Problem to work on:
The stretch wanted below opens at the line containing "tally reconciled after" and closes at the line containing "changed = online_rx.changed()". Please return it exactly, with no other lines.

--

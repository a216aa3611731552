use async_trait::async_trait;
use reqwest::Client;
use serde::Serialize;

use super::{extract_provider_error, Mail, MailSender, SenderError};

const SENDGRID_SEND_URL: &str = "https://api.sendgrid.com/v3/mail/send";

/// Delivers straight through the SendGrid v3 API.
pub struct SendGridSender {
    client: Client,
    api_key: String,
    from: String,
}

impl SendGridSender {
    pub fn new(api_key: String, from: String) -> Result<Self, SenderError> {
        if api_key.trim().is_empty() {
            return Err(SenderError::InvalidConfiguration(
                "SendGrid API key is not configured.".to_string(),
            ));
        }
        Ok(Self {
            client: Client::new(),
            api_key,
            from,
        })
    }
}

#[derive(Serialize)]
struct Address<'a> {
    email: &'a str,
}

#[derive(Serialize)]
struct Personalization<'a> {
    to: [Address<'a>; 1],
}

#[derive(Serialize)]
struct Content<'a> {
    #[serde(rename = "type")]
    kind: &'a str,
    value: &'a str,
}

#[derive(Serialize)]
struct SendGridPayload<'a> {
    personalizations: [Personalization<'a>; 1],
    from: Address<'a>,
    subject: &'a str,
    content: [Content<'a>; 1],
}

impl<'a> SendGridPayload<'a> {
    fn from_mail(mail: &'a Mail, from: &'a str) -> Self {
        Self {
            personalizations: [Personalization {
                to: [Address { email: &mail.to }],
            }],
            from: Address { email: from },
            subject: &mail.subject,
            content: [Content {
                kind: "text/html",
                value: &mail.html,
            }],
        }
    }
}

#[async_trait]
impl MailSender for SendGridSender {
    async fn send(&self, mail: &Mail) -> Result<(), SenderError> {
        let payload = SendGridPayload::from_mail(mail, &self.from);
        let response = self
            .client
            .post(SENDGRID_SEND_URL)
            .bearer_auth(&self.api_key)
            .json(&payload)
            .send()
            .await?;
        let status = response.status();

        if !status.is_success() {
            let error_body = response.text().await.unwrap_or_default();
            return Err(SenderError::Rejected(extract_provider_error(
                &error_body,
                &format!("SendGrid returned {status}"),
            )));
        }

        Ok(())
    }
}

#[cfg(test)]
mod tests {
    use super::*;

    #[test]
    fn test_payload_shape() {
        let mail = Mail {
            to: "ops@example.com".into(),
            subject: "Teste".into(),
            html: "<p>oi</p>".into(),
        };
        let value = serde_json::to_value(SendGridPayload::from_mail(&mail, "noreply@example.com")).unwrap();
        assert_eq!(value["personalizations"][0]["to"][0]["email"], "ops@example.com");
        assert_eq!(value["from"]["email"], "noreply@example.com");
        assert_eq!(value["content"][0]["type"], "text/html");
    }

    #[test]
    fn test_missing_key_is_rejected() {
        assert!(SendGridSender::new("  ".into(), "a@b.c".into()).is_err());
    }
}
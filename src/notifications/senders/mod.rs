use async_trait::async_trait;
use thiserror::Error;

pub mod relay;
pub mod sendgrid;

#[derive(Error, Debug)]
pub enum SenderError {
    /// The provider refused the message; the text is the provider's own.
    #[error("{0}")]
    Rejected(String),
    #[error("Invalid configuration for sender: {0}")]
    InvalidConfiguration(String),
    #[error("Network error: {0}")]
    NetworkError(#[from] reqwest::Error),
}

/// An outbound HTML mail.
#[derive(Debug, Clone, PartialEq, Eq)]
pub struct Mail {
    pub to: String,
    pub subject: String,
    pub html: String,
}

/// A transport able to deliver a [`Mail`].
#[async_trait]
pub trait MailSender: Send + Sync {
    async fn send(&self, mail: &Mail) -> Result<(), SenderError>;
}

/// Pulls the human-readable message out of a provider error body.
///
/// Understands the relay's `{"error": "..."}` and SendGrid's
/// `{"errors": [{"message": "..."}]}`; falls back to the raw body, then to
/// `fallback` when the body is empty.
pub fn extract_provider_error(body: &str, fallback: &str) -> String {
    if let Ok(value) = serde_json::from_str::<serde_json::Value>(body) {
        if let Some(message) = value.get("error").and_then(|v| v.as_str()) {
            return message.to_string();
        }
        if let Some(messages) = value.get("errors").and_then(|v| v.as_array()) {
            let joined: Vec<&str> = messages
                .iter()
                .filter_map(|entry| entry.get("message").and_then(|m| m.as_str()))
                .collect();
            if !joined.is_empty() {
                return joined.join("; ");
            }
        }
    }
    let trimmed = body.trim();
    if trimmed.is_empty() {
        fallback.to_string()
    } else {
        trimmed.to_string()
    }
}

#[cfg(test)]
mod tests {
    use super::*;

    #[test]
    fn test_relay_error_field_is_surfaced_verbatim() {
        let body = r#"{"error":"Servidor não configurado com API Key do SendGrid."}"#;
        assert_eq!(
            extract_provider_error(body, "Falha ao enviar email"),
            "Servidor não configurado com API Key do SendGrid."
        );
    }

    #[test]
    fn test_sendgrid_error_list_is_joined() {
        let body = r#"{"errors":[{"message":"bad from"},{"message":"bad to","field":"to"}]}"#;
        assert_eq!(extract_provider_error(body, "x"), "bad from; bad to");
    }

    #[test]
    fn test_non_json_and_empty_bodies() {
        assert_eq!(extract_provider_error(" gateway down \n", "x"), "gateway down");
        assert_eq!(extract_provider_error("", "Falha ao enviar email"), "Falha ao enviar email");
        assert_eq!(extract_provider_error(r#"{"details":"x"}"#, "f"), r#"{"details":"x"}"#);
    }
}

--

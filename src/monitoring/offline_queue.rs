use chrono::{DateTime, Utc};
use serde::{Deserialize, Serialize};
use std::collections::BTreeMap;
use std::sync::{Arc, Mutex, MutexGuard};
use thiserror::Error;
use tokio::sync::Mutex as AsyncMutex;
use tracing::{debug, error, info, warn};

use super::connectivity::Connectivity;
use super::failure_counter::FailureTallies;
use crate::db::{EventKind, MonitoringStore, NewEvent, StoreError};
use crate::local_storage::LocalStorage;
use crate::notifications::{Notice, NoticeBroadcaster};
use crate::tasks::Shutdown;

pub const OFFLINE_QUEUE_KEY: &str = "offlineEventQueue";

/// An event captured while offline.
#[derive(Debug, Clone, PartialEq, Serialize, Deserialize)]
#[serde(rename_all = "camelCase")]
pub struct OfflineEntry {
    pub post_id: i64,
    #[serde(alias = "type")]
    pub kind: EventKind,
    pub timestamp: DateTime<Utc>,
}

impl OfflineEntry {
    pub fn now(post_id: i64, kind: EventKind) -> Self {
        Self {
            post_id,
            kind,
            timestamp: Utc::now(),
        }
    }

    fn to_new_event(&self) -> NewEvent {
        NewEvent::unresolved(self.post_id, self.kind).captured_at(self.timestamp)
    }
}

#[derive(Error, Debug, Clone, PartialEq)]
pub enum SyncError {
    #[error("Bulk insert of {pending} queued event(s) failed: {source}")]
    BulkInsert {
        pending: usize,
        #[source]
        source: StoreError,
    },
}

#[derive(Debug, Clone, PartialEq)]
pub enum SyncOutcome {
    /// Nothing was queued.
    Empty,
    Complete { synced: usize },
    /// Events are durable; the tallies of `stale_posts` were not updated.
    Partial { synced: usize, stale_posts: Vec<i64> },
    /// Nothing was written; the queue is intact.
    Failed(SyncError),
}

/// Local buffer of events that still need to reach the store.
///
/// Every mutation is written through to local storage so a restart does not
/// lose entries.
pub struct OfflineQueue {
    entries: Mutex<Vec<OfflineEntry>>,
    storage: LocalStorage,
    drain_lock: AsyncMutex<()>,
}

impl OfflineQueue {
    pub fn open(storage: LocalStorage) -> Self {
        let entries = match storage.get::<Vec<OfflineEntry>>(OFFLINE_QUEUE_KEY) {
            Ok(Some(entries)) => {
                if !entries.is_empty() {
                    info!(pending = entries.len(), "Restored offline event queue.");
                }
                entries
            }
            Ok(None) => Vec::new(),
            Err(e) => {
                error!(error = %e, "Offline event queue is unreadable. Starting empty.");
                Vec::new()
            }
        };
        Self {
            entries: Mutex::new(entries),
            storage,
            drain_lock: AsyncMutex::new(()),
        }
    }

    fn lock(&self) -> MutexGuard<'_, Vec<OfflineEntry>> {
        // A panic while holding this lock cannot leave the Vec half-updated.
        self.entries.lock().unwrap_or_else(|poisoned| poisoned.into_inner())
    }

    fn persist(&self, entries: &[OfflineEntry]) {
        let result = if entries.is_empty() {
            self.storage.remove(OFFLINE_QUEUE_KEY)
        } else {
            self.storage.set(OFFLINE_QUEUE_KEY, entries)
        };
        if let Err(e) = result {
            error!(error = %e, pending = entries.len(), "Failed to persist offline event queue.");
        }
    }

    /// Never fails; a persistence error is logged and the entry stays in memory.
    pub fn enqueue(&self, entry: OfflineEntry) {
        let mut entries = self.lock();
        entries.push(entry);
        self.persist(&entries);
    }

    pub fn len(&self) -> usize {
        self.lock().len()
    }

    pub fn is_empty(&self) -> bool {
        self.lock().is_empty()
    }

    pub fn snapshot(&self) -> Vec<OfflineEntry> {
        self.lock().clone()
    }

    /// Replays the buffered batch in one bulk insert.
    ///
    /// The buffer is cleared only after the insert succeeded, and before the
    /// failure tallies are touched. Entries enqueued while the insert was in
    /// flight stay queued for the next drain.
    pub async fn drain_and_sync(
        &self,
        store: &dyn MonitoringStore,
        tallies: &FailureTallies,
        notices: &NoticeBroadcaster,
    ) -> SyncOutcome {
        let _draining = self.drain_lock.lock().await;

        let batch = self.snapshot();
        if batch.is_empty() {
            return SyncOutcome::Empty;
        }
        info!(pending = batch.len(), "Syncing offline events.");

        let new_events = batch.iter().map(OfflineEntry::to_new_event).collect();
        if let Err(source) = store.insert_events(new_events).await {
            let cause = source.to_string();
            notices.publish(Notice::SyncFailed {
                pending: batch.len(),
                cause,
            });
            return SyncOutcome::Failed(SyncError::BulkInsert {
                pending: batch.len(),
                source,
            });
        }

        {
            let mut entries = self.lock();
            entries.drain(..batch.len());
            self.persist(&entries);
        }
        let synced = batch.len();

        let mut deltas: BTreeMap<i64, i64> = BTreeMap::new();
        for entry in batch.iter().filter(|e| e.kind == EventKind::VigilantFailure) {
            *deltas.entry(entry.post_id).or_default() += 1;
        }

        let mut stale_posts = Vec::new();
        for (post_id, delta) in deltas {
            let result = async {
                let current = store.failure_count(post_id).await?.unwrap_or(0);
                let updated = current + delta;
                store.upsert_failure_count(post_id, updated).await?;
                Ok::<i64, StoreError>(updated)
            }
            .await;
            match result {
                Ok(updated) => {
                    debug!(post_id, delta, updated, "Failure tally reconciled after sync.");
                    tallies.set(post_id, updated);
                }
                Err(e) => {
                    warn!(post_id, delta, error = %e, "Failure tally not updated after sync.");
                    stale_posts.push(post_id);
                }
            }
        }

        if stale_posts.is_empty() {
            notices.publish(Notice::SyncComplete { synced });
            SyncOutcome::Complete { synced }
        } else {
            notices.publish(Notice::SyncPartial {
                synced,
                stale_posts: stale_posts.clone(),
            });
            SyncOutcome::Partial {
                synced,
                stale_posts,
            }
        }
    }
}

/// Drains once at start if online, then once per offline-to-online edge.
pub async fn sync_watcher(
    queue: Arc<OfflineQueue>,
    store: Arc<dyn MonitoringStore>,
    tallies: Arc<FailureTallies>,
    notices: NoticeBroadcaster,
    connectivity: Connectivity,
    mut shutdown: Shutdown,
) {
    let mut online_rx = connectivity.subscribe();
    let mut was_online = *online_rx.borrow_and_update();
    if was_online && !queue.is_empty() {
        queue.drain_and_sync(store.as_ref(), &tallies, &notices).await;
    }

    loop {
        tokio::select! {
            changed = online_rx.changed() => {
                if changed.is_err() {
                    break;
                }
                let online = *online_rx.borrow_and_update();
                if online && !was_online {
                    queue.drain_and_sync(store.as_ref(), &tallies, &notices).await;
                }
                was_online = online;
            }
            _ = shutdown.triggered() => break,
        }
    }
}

--

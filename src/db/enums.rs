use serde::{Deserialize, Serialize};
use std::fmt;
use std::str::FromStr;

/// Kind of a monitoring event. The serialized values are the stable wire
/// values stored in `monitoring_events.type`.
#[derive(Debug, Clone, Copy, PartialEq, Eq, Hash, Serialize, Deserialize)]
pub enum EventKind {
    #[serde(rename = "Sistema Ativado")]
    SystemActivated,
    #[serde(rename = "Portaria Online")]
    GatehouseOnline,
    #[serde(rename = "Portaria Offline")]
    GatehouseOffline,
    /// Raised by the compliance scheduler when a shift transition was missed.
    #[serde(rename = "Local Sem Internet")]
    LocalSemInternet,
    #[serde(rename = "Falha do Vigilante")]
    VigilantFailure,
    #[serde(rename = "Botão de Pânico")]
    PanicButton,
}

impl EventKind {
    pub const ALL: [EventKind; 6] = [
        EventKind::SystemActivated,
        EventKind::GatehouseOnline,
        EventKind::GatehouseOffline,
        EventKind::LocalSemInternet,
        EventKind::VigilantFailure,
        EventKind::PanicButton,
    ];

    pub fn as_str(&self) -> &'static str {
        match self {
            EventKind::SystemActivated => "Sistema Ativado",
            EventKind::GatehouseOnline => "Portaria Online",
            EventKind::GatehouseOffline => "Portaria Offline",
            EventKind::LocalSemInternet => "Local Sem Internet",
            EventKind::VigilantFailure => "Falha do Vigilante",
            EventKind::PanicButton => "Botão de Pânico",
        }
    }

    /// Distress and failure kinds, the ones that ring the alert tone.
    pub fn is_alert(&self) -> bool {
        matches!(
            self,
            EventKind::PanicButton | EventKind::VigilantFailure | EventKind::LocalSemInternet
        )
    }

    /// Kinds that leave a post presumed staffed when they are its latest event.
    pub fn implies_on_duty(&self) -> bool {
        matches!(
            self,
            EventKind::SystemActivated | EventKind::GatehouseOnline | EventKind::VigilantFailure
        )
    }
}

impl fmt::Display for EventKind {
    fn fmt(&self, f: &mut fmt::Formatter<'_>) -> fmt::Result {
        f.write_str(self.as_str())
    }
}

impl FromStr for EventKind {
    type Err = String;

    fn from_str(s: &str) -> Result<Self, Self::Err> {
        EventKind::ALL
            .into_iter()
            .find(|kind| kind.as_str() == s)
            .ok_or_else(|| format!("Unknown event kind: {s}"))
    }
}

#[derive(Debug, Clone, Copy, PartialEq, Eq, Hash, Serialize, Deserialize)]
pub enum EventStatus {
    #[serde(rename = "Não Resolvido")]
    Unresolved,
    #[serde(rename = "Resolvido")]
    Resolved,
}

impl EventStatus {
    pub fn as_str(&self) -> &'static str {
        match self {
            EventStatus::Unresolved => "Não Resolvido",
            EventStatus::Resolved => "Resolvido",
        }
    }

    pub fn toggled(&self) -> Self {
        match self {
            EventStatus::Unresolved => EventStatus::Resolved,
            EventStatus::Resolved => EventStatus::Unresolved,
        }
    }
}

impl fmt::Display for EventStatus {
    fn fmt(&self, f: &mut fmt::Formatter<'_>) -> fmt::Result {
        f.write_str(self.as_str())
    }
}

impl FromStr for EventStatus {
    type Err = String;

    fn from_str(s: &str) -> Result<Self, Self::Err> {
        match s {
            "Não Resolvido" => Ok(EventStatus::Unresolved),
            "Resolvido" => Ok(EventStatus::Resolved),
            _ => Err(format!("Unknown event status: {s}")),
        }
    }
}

--

Expected output:
                    debug!(post_id, delta, updated, "Failure tally reconciled after sync.");
                    tallies.set(post_id, updated);
                }
                Err(e) => {
                    warn!(post_id, delta, error = %e, "Failure tally not updated after sync.");
                    stale_posts.push(post_id);
                }
            }
        }

        if stale_posts.is_empty() {
            notices.publish(Notice::SyncComplete { synced });
            SyncOutcome::Complete { synced }
        } else {
            notices.publish(Notice::SyncPartial {
                synced,
                stale_posts: stale_posts.clone(),
            });
            SyncOutcome::Partial {
                synced,
                stale_posts,
            }
        }
    }
}

/// Drains once at start if online, then once per offline-to-online edge.
pub async fn sync_watcher(
    queue: Arc<OfflineQueue>,
    store: Arc<dyn MonitoringStore>,
    tallies: Arc<FailureTallies>,
    notices: NoticeBroadcaster,
    connectivity: Connectivity,
    mut shutdown: Shutdown,
) {
    let mut online_rx = connectivity.subscribe();
    let mut was_online = *online_rx.borrow_and_update();
    if was_online && !queue.is_empty() {
        queue.drain_and_sync(store.as_ref(), &tallies, &notices).await;
    }

    loop {
        tokio::select! {
            changed = online_rx.changed() => {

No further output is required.